Computational Study of Shock-Wave and Transitional Boundary-Layer Interactions in Supersonic and Hypersonic Flows
Shock-wave/boundary-layer interactions (SWBLIs) are very important in any high speed flight occurring on aircraft, space/launch vehicles and projectiles. These interactions are of special importance in supersonic/hypersonic flows, where aerodynamic heating is a major factor. The generation of shock waves by various surfaces of a vehicle or aircraft engine, as seen in Fig. 1, and the impingement of those shocks on other surfaces can greatly amplify the local heat transfer.
Figure 1. The flow structure of shock-wave/boundary-layer interactions (SWBLIs) with M> 1 inflow (M = Mach Number)
Research topic of SWBLIs has been carried out internationally, particularly in Europe and the United States. The proposed research provides an opportunity to carry out an investigation on a relatively simple geometric configuration but able to reveal complex, unanswered but very important questions on transitional supersonic/hypersonic SWBLIs. For the purpose of the fundamental research, a computational/numerical approach using CFD method was used and extremely beneficial for the proposed research. It is able to provide detailed information to assist the experimental design and to investigate the flow field regions and/or parameters that are beyond the reach of the experiments, and also to be used for validation purposes.

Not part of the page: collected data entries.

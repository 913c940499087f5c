//! Uploaded file descriptions and parsed sheet contents

use chrono::{DateTime, Utc};
use serde::Serialize;
use serde_json::{Map, Value};

/// A parsed sheet: header row plus data rows, cells as JSON values
#[derive(Debug, Clone, Default, PartialEq)]
pub struct CellGrid {
    pub headers: Vec<String>,
    pub rows: Vec<Vec<Value>>,
}

impl CellGrid {
    pub fn column_index(&self, name: &str) -> Option<usize> {
        self.headers.iter().position(|h| h == name)
    }

    /// First `limit` data rows as `{header: value}` objects
    pub fn row_objects(&self, limit: usize) -> Vec<Map<String, Value>> {
        self.rows
            .iter()
            .take(limit)
            .map(|row| {
                self.headers
                    .iter()
                    .enumerate()
                    .map(|(i, h)| (h.clone(), row.get(i).cloned().unwrap_or(Value::Null)))
                    .collect()
            })
            .collect()
    }

    /// Values of one column; short rows yield `Null`
    pub fn column_values(&self, index: usize) -> impl Iterator<Item = &Value> + '_ {
        self.rows
            .iter()
            .map(move |row| row.get(index).unwrap_or(&Value::Null))
    }
}

#[derive(Debug, Clone, Serialize)]
#[serde(rename_all = "camelCase")]
pub struct SheetInfo {
    pub sheet_name: String,
    pub row_count: usize,
    pub column_count: usize,
    pub columns: Vec<String>,
    pub is_empty: bool,
}

#[derive(Debug, Clone, Serialize)]
#[serde(rename_all = "camelCase")]
pub struct FileInfo {
    pub file_name: String,
    pub size: u64,
    pub extension: String,
    pub modified_at: Option<DateTime<Utc>>,
    /// `uploads` or `processed`
    pub location: String,
    pub sheet_count: usize,
    pub row_count: usize,
    pub column_count: usize,
}

#[derive(Debug, Clone, Serialize)]
#[serde(rename_all = "camelCase")]
pub struct UploadedFile {
    pub original_name: String,
    pub stored_name: String,
    pub size: u64,
    pub extension: String,
    pub uploaded_at: DateTime<Utc>,
    pub columns: Vec<String>,
    pub sheets: Vec<SheetInfo>,
}

#[cfg(test)]
mod tests {
    use super::*;
    use serde_json::json;

    #[test]
    fn test_row_objects_pads_short_rows() {
        let grid = CellGrid {
            headers: vec!["A".into(), "B".into()],
            rows: vec![vec![json!(1)], vec![json!(2), json!("x")]],
        };
        let objects = grid.row_objects(10);
        assert_eq!(objects.len(), 2);
        assert_eq!(objects[0]["B"], Value::Null);
        assert_eq!(objects[1]["B"], "x");
    }

    #[test]
    fn test_column_values() {
        let grid = CellGrid {
            headers: vec!["A".into(), "B".into()],
            rows: vec![vec![json!(1), json!(2)], vec![json!(3)]],
        };
        let values: Vec<&Value> = grid.column_values(1).collect();
        assert_eq!(values, vec![&json!(2), &Value::Null]);
        assert_eq!(grid.column_index("B"), Some(1));
        assert_eq!(grid.column_index("C"), None);
    }
}
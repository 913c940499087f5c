//! Filter selection endpoints
//!
//! - `GET /api/filters/:filename/{suggestions,available,targets}`
//! - `POST /api/filters/:filename/{validate,save}`

use axum::{
    extract::{
        rejection::{JsonRejection, QueryRejection},
        Path, Query, State,
    },
    routing::{get, post},
    Json, Router,
};
use bloom_common::api::ApiResponse;
use serde::{Deserialize, Serialize};

use crate::api::files::SheetQuery;
use crate::error::ApiResult;
use crate::models::{AvailableColumn, FilterSuggestion, ValidationResult};
use crate::services::file_reader;
use crate::services::filter_manager::{self, SavedFilters, TargetSuggestion};
use crate::AppState;

#[derive(Debug, Deserialize)]
#[serde(rename_all = "camelCase")]
pub struct FilterSelection {
    #[serde(alias = "filters")]
    pub selected_filters: Vec<String>,
    #[serde(default)]
    pub sheet: Option<String>,
}

#[derive(Debug, Serialize)]
#[serde(rename_all = "camelCase")]
pub struct SuggestionsResponse {
    pub file_name: String,
    pub total_columns: usize,
    pub suggestions: Vec<FilterSuggestion>,
}

#[derive(Debug, Serialize)]
#[serde(rename_all = "camelCase")]
pub struct AvailableResponse {
    pub file_name: String,
    pub columns: Vec<AvailableColumn>,
}

#[derive(Debug, Serialize)]
#[serde(rename_all = "camelCase")]
pub struct TargetsResponse {
    pub file_name: String,
    pub targets: Vec<TargetSuggestion>,
}

/// GET /api/filters/:filename/suggestions
pub async fn get_suggestions(
    State(state): State<AppState>,
    Path(filename): Path<String>,
    query: Result<Query<SheetQuery>, QueryRejection>,
) -> ApiResult<Json<ApiResponse<SuggestionsResponse>>> {
    let Query(query) = query?;
    let (_, grid) = file_reader::load_sheet(&state.config, &filename, query.sheet).await?;
    Ok(Json(ApiResponse::ok(SuggestionsResponse {
        file_name: filename,
        total_columns: grid.headers.len(),
        suggestions: filter_manager::suggest(&grid.headers),
    })))
}

/// GET /api/filters/:filename/available
pub async fn get_available(
    State(state): State<AppState>,
    Path(filename): Path<String>,
    query: Result<Query<SheetQuery>, QueryRejection>,
) -> ApiResult<Json<ApiResponse<AvailableResponse>>> {
    let Query(query) = query?;
    let (_, grid) = file_reader::load_sheet(&state.config, &filename, query.sheet).await?;
    Ok(Json(ApiResponse::ok(AvailableResponse {
        file_name: filename,
        columns: filter_manager::available_columns(&grid),
    })))
}

/// GET /api/filters/:filename/targets
pub async fn get_targets(
    State(state): State<AppState>,
    Path(filename): Path<String>,
    query: Result<Query<SheetQuery>, QueryRejection>,
) -> ApiResult<Json<ApiResponse<TargetsResponse>>> {
    let Query(query) = query?;
    let (_, grid) = file_reader::load_sheet(&state.config, &filename, query.sheet).await?;
    Ok(Json(ApiResponse::ok(TargetsResponse {
        file_name: filename,
        targets: filter_manager::suggest_targets(&grid.headers),
    })))
}

/// POST /api/filters/:filename/validate
///
/// Always 200; the verdict is in `isValid`.
pub async fn validate_filters(
    State(state): State<AppState>,
    Path(filename): Path<String>,
    payload: Result<Json<FilterSelection>, JsonRejection>,
) -> ApiResult<Json<ApiResponse<ValidationResult>>> {
    let Json(selection) = payload?;
    let (_, grid) = file_reader::load_sheet(&state.config, &filename, selection.sheet).await?;
    let result = filter_manager::validate(&selection.selected_filters, &grid.headers);
    Ok(Json(ApiResponse::ok(result)))
}

/// POST /api/filters/:filename/save
pub async fn save_filters(
    State(state): State<AppState>,
    Path(filename): Path<String>,
    payload: Result<Json<FilterSelection>, JsonRejection>,
) -> ApiResult<Json<ApiResponse<SavedFilters>>> {
    let Json(selection) = payload?;
    let saved = filter_manager::save_filters(
        &state.config,
        &state.filter_states,
        &state.metadata,
        &filename,
        selection.sheet,
        selection.selected_filters,
    )
    .await?;
    Ok(Json(ApiResponse::ok(saved).with_message("Filters saved")))
}

pub fn routes() -> Router<AppState> {
    Router::new()
        .route("/api/filters/:filename/suggestions", get(get_suggestions))
        .route("/api/filters/:filename/available", get(get_available))
        .route("/api/filters/:filename/targets", get(get_targets))
        .route("/api/filters/:filename/validate", post(validate_filters))
        .route("/api/filters/:filename/save", post(save_filters))
}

The computational results are compared with experimental results from NASA. SWBLI computations have been carried out in the present work that cover a wide range of flow conditions, but here only at M = 7.73 case is presented. The agreement with experimental data at M = 7.73 in Fig. 2a is relatively fair. In particular, the interaction appears to commence further upstream than noted experimentally and the wall heat-fluxes in the reattachment region in Fig. 3 are under-predicted by computations. These preliminary results have been presented at a national conference and will be presented in an international conference as well as in journals.
Figure 2. M = 7.73 at a wedge angle of 5o
Future work will be directed to further investigate the effect of the interactions if the incoming flow is laminar and then undergoes transition or the incoming flow is purely turbulent. These kinds of interactions have many applications in the design of future high speed vehicles or engines.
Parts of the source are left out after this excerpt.